▸ Task statement: Below is some data. Retype exactly the lines starting at the one with "#[must_use]" and ending at the one with "set but empty".

[Collected data entries]
____________________
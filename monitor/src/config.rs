//! Configuration module for wipwatch Monitor.
//!
//! This module handles parsing configuration from environment variables.
//!
//! # Environment Variables
//!
//! | Variable | Required | Default | Description |
//! |----------|----------|---------|-------------|
//! | `WIPWATCH_PROJECT_ROOT` | No | current dir | Source tree to watch; pytest runs here |
//! | `WIPWATCH_PROJECT_NAME` | No | root dir name | Project name on published records |
//! | `WIPWATCH_PYTEST` | No | `pytest` | pytest command line (whitespace-split) |
//! | `WIPWATCH_TESTS_PATH` | No | `tests` | Tests directory, relative to the root |
//! | `WIPWATCH_WIP_MARK` | No | `wip` | Marker expression selecting WIP tests |
//! | `WIPWATCH_PORT` | No | 8700 | HTTP port |
//! | `WIPWATCH_BUFFER_SIZE` | No | 1000 | Channel capacity |
//! | `WIPWATCH_DEBOUNCE_MS` | No | 100 | Quiet period before a change is handled |
//! | `WIPWATCH_RUN_TIMEOUT_SECS` | No | 300 | Maximum duration of one pytest run |
//! | `WIPWATCH_STRICT_PARSE` | No | false | Reject malformed result logs |
//! | `WIPWATCH_WATCH_EXTENSIONS` | No | `py` | Comma-separated extensions to watch |
//!
//! # Example
//!
//! ```no_run
//! use wipwatch_monitor::config::Config;
//!
//! let config = Config::from_env().expect("Failed to load configuration");
//! println!("Watching: {}", config.project_root.display());
//! ```

use std::env;
use std::path::{Path, PathBuf};
use std::str::FromStr;
use std::time::Duration;

use thiserror::Error;

/// Default pytest command.
const DEFAULT_PYTEST: &str = "pytest";

/// Default tests directory.
const DEFAULT_TESTS_PATH: &str = "tests";

/// Default WIP marker.
const DEFAULT_WIP_MARK: &str = "wip";

/// Default HTTP port.
const DEFAULT_PORT: u16 = 8700;

/// Default channel capacity.
const DEFAULT_BUFFER_SIZE: usize = 1000;

/// Default debounce interval in milliseconds.
const DEFAULT_DEBOUNCE_MS: u64 = 100;

/// Default pytest run timeout in seconds.
const DEFAULT_RUN_TIMEOUT_SECS: u64 = 300;

/// Default watched extension.
const DEFAULT_WATCH_EXTENSION: &str = "py";

/// Errors that can occur during configuration parsing.
#[derive(Error, Debug)]
pub enum ConfigError {
    /// Environment variable has an invalid value.
    #[error("invalid value for {key}: {message}")]
    InvalidValue { key: String, message: String },

    /// The project root was not given and the working directory is unusable.
    #[error("failed to determine project root: {0}")]
    NoProjectRoot(#[source] std::io::Error),
}

/// Configuration for the wipwatch Monitor.
#[derive(Debug, Clone)]
pub struct Config {
    /// Root of the source tree being watched.
    pub project_root: PathBuf,

    /// Project name attached to every record.
    pub project_name: String,

    /// pytest program followed by any fixed leading arguments.
    pub pytest_command: Vec<String>,

    /// Tests directory relative to the project root. File keys under this
    /// prefix trigger re-collection.
    pub tests_path: String,

    /// Marker expression passed to `pytest -m`.
    pub wip_mark: String,

    /// HTTP port for the route server.
    pub port: u16,

    /// Capacity of internal channels.
    pub buffer_size: usize,

    /// Quiet period per file before a change is handled.
    pub debounce: Duration,

    /// Maximum duration of a single pytest invocation.
    pub run_timeout: Duration,

    /// Whether result logs are parsed strictly.
    pub strict_parse: bool,

    /// File extensions (without the dot) the watcher reports.
    pub watch_extensions: Vec<String>,
}

impl Config {
    /// Creates a configuration for `project_root` with every other setting at
    /// its default.
    #[must_use]
    pub fn new(project_root: impl Into<PathBuf>, project_name: impl Into<String>) -> Self {
        Self {
            project_root: project_root.into(),
            project_name: project_name.into(),
            pytest_command: vec![DEFAULT_PYTEST.to_string()],
            tests_path: DEFAULT_TESTS_PATH.to_string(),
            wip_mark: DEFAULT_WIP_MARK.to_string(),
            port: DEFAULT_PORT,
            buffer_size: DEFAULT_BUFFER_SIZE,
            debounce: Duration::from_millis(DEFAULT_DEBOUNCE_MS),
            run_timeout: Duration::from_secs(DEFAULT_RUN_TIMEOUT_SECS),
            strict_parse: false,
            watch_extensions: vec![DEFAULT_WATCH_EXTENSION.to_string()],
        }
    }

    /// Creates a new `Config` by parsing environment variables.
    ///
    /// # Errors
    ///
    /// Returns a `ConfigError` if:
    /// - a numeric variable is not a positive integer
    /// - `WIPWATCH_PYTEST` is set but empty
    /// - `WIPWATCH_STRICT_PARSE` is not a boolean
    /// - no project root is given and the working directory cannot be read
    pub fn from_env() -> Result<Self, ConfigError> {
        // Optional: WIPWATCH_PROJECT_ROOT (default: current directory)
        let project_root = match env::var("WIPWATCH_PROJECT_ROOT") {
            Ok(root) => PathBuf::from(root),
            Err(_) => env::current_dir().map_err(ConfigError::NoProjectRoot)?,
        };

        // Optional: WIPWATCH_PROJECT_NAME (default: root directory name)
        let project_name = env::var("WIPWATCH_PROJECT_NAME")
            .unwrap_or_else(|_| default_project_name(&project_root));

        let mut config = Self::new(project_root, project_name);

        if let Ok(val) = env::var("WIPWATCH_PYTEST") {
            let command: Vec<String> = val.split_whitespace().map(str::to_string).collect();
            if command.is_empty() {
                return Err(ConfigError::InvalidValue {
                    key: "WIPWATCH_PYTEST".to_string(),
                    message: "pytest command cannot be empty".to_string(),
                });
            }
            config.pytest_command = command;
        }

        if let Ok(val) = env::var("WIPWATCH_TESTS_PATH") {
            config.tests_path = val.trim_end_matches('/').to_string();
        }

        if let Ok(val) = env::var("WIPWATCH_WIP_MARK") {
            config.wip_mark = val;
        }

        config.port = parse_positive("WIPWATCH_PORT", DEFAULT_PORT)?;
        config.buffer_size = parse_positive("WIPWATCH_BUFFER_SIZE", DEFAULT_BUFFER_SIZE)?;
        config.debounce = Duration::from_millis(parse_positive(
            "WIPWATCH_DEBOUNCE_MS",
            DEFAULT_DEBOUNCE_MS,
        )?);
        config.run_timeout = Duration::from_secs(parse_positive(
            "WIPWATCH_RUN_TIMEOUT_SECS",
            DEFAULT_RUN_TIMEOUT_SECS,
        )?);

        config.strict_parse = match env::var("WIPWATCH_STRICT_PARSE") {
            Ok(val) => parse_bool("WIPWATCH_STRICT_PARSE", &val)?,
            Err(_) => false,
        };

        // Optional: WIPWATCH_WATCH_EXTENSIONS (default: py)
        if let Ok(val) = env::var("WIPWATCH_WATCH_EXTENSIONS") {
            let extensions: Vec<String> = val
                .split(',')
                .map(|s| s.trim().trim_start_matches('.').to_string())
                .filter(|s| !s.is_empty())
                .collect();
            if !extensions.is_empty() {
                config.watch_extensions = extensions;
            }
        }

        Ok(config)
    }
}

/// Parses a numeric variable that must be greater than zero.
fn parse_positive<T>(key: &str, default: T) -> Result<T, ConfigError>
where
    T: FromStr + PartialEq + Default,
{
    let Ok(val) = env::var(key) else {
        return Ok(default);
    };

    let parsed = val.parse::<T>().map_err(|_| ConfigError::InvalidValue {
        key: key.to_string(),
        message: format!("expected positive integer, got '{val}'"),
    })?;

    if parsed == T::default() {
        return Err(ConfigError::InvalidValue {
            key: key.to_string(),
            message: "value must be greater than 0".to_string(),
        });
    }

    Ok(parsed)
}

fn parse_bool(key: &str, val: &str) -> Result<bool, ConfigError> {
    match val.trim().to_ascii_lowercase().as_str() {
        "1" | "true" | "yes" | "on" => Ok(true),
        "0" | "false" | "no" | "off" | "" => Ok(false),
        _ => Err(ConfigError::InvalidValue {
            key: key.to_string(),
            message: format!("expected boolean, got '{val}'"),
        }),
    }
}

/// Uses the root directory's name, falling back to "project".
fn default_project_name(root: &Path) -> String {
    root.canonicalize()
        .ok()
        .as_deref()
        .unwrap_or(root)
        .file_name()
        .and_then(|name| name.to_str())
        .map(str::to_string)
        .unwrap_or_else(|| "project".to_string())
}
____________________
▸ Task output:
    #[must_use]
    pub fn new(project_root: impl Into<PathBuf>, project_name: impl Into<String>) -> Self {
        Self {
            project_root: project_root.into(),
            project_name: project_name.into(),
            pytest_command: vec![DEFAULT_PYTEST.to_string()],
            tests_path: DEFAULT_TESTS_PATH.to_string(),
            wip_mark: DEFAULT_WIP_MARK.to_string(),
            port: DEFAULT_PORT,
            buffer_size: DEFAULT_BUFFER_SIZE,
            debounce: Duration::from_millis(DEFAULT_DEBOUNCE_MS),
            run_timeout: Duration::from_secs(DEFAULT_RUN_TIMEOUT_SECS),
            strict_parse: false,
            watch_extensions: vec![DEFAULT_WATCH_EXTENSION.to_string()],
        }
    }

    /// Creates a new `Config` by parsing environment variables.
    ///
    /// # Errors
    ///
    /// Returns a `ConfigError` if:
    /// - a numeric variable is not a positive integer
    /// - `WIPWATCH_PYTEST` is set but empty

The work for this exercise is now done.